The fold of a protein is defined by how the two-dimensional linear protein polypeptide folds up into a three-dimensional structure. Most proteins adopt a single stable fold. But some proteins have marginal structural stability and can rapidly interconvert between two or more folds.[2] Protein structures in a given environment were thought to be defined completely by their amino acid sequence.[3] These protein structures are usually related to one single physiological protein activity. This hypothesis was, however, challenged by observations that proteins could fold in two alternative conformations, such as the prion proteins which exist in a physiologically active cellular form and an insoluble form.[4]

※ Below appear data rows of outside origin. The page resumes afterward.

//! AES-256-GCM strategy
//!
//! Layout: `nonce(12) ‖ ciphertext ‖ tag(16)`.
//!
//! Only offered where the CPU has AES and carry-less multiply instructions;
//! the software fallback is not constant time.

use aes_gcm::{
    Aes256Gcm, Nonce,
    aead::{Aead, KeyInit, Payload},
};

use super::{AeadStrategy, Algorithm, check_min_len};
use crate::{encoding::Ciphertext, entropy::Entropy, error::CryptoError, keys::SharedKey};

const NONCE_BYTES: usize = 12;
const TAG_BYTES: usize = 16;

/// AES-256-GCM with a random 96-bit nonce.
#[derive(Debug, Clone, Copy, Default)]
pub struct Aes256GcmStrategy;

impl Aes256GcmStrategy {
    fn require_hardware(&self) -> Result<(), CryptoError> {
        if !self.is_available() {
            return Err(CryptoError::AlgorithmUnavailable {
                algorithm: Algorithm::Aes256Gcm.name(),
            });
        }
        Ok(())
    }
}

impl AeadStrategy for Aes256GcmStrategy {
    fn algorithm(&self) -> Algorithm {
        Algorithm::Aes256Gcm
    }

    fn min_ciphertext_len(&self) -> usize {
        NONCE_BYTES + TAG_BYTES
    }

    fn is_available(&self) -> bool {
        hardware_support()
    }

    fn encrypt(
        &self,
        key: &SharedKey,
        plaintext: &[u8],
        aad: &[u8],
        entropy: &dyn Entropy,
    ) -> Result<Ciphertext, CryptoError> {
        self.require_hardware()?;

        let mut nonce = [0u8; NONCE_BYTES];
        entropy.fill(&mut nonce);

        let cipher = Aes256Gcm::new(key.as_array().into());
        let Ok(sealed) =
            cipher.encrypt(Nonce::from_slice(&nonce), Payload { msg: plaintext, aad })
        else {
            unreachable!("AES-256-GCM encryption cannot fail for in-range inputs");
        };

        let mut out = Vec::with_capacity(NONCE_BYTES + sealed.len());
        out.extend_from_slice(&nonce);
        out.extend_from_slice(&sealed);
        Ok(Ciphertext::new(out))
    }

    fn decrypt(
        &self,
        key: &SharedKey,
        ciphertext: &[u8],
        aad: &[u8],
    ) -> Result<Vec<u8>, CryptoError> {
        self.require_hardware()?;
        check_min_len(ciphertext, self.min_ciphertext_len())?;

        let (nonce, sealed) = ciphertext.split_at(NONCE_BYTES);
        let cipher = Aes256Gcm::new(key.as_array().into());
        cipher
            .decrypt(Nonce::from_slice(nonce), Payload { msg: sealed, aad })
            .map_err(|_| CryptoError::AuthenticationFailure)
    }
}

#[cfg(any(target_arch = "x86", target_arch = "x86_64"))]
fn hardware_support() -> bool {
    std::arch::is_x86_feature_detected!("aes") && std::arch::is_x86_feature_detected!("pclmulqdq")
}

#[cfg(target_arch = "aarch64")]
fn hardware_support() -> bool {
    std::arch::is_aarch64_feature_detected!("aes")
        && std::arch::is_aarch64_feature_detected!("pmull")
}

#[cfg(not(any(target_arch = "x86", target_arch = "x86_64", target_arch = "aarch64")))]
fn hardware_support() -> bool {
    false
}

It has been estimated that up to four percent of proteins may have this fold chaining property.[2] Examples of metamorphic proteins include XCL1, RfaH, and KaiB.[2]

RfaH

Extending the concept of a protein that exists in a soluble and an insoluble form, for the bacterial transcription factor RfaH two entirely different structures were observed to coexist in solution.[5] RfaH is a two-domain protein, the C-terminal domain (CTD) of which can fold into alpha-helical and, alternatively, into beta-barrel form. These two interconvertible structures have two different functions, in alpha-helix form the CTD inhibits binding of the N-terminal domain to the RNA-polymerase, whereas the beta-barrel form recruits ribosomes. RfaH is thus the first member of the transformer protein class which obviously violates the original 'one sequence - one structure - one function' suggestion that governed protein research for decades . [6][7][8]

See also

References

  1. ^ Caldwell E (19 July 2012). "Like a Transformer? Protein Unfolds and Refolds for New Function". researchnews.osu.edu. Archived from the original on 26 July 2012. Retrieved 14 September 2012.
  2. ^ a b c d Dishman AF, Volkman BF (June 2022). "Design and discovery of metamorphic proteins". Current Opinion in Structural Biology. 74: 102380. doi:10.1016/j.sbi.2022.102380. PMC 9664977. PMID 35561475.
  3. ^ Anfinsen CB, Redfield RR, Choate WL, Page J, Carroll WR (March 1954). "Studies on the gross structure, cross-linkages, and terminal sequences in ribonuclease". The Journal of Biological Chemistry. 207 (1): 201–210. doi:10.1016/S0021-9258(18)71260-X. PMID 13152095.
  4. ^ Prusiner SB, Scott MR, DeArmond SJ, Cohen FE (May 1998). "Prion protein biology". Cell. 93 (3): 337–348. doi:10.1016/S0092-8674(00)81163-0. PMID 9590169.
  5. ^ Burmann BM, Knauer SH, Sevostyanova A, Schweimer K, Mooney RA, Landick R, et al. (July 2012). "An α helix to β barrel domain switch transforms the transcription factor RfaH into a translation factor". Cell. 150 (2): 291–303. doi:10.1016/j.cell.2012.05.042. PMC 3430373. PMID 22817892.
  6. ^ Knauer SH, Artsimovitch I, Rösch P (December 2012). "Transformer proteins". Cell Cycle. 11 (23): 4289–4290. doi:10.4161/cc.22468. PMC 3552902. PMID 23095672.
  7. ^ Knauer SH, Rösch P, Artsimovitch I (December 2012). "Transformation: the next level of regulation". RNA Biology. 9 (12): 1418–1423. doi:10.4161/rna.22724. PMC 3679274. PMID 23131843.
  8. ^ "Transformers: The science, not the fiction ‹ Quips ‹ PDBe ‹ EMBL-EBI". Protein Databank in Europe. European Molecular Biology Institute. Archived from the original on 15 September 2015. Retrieved 14 January 2022.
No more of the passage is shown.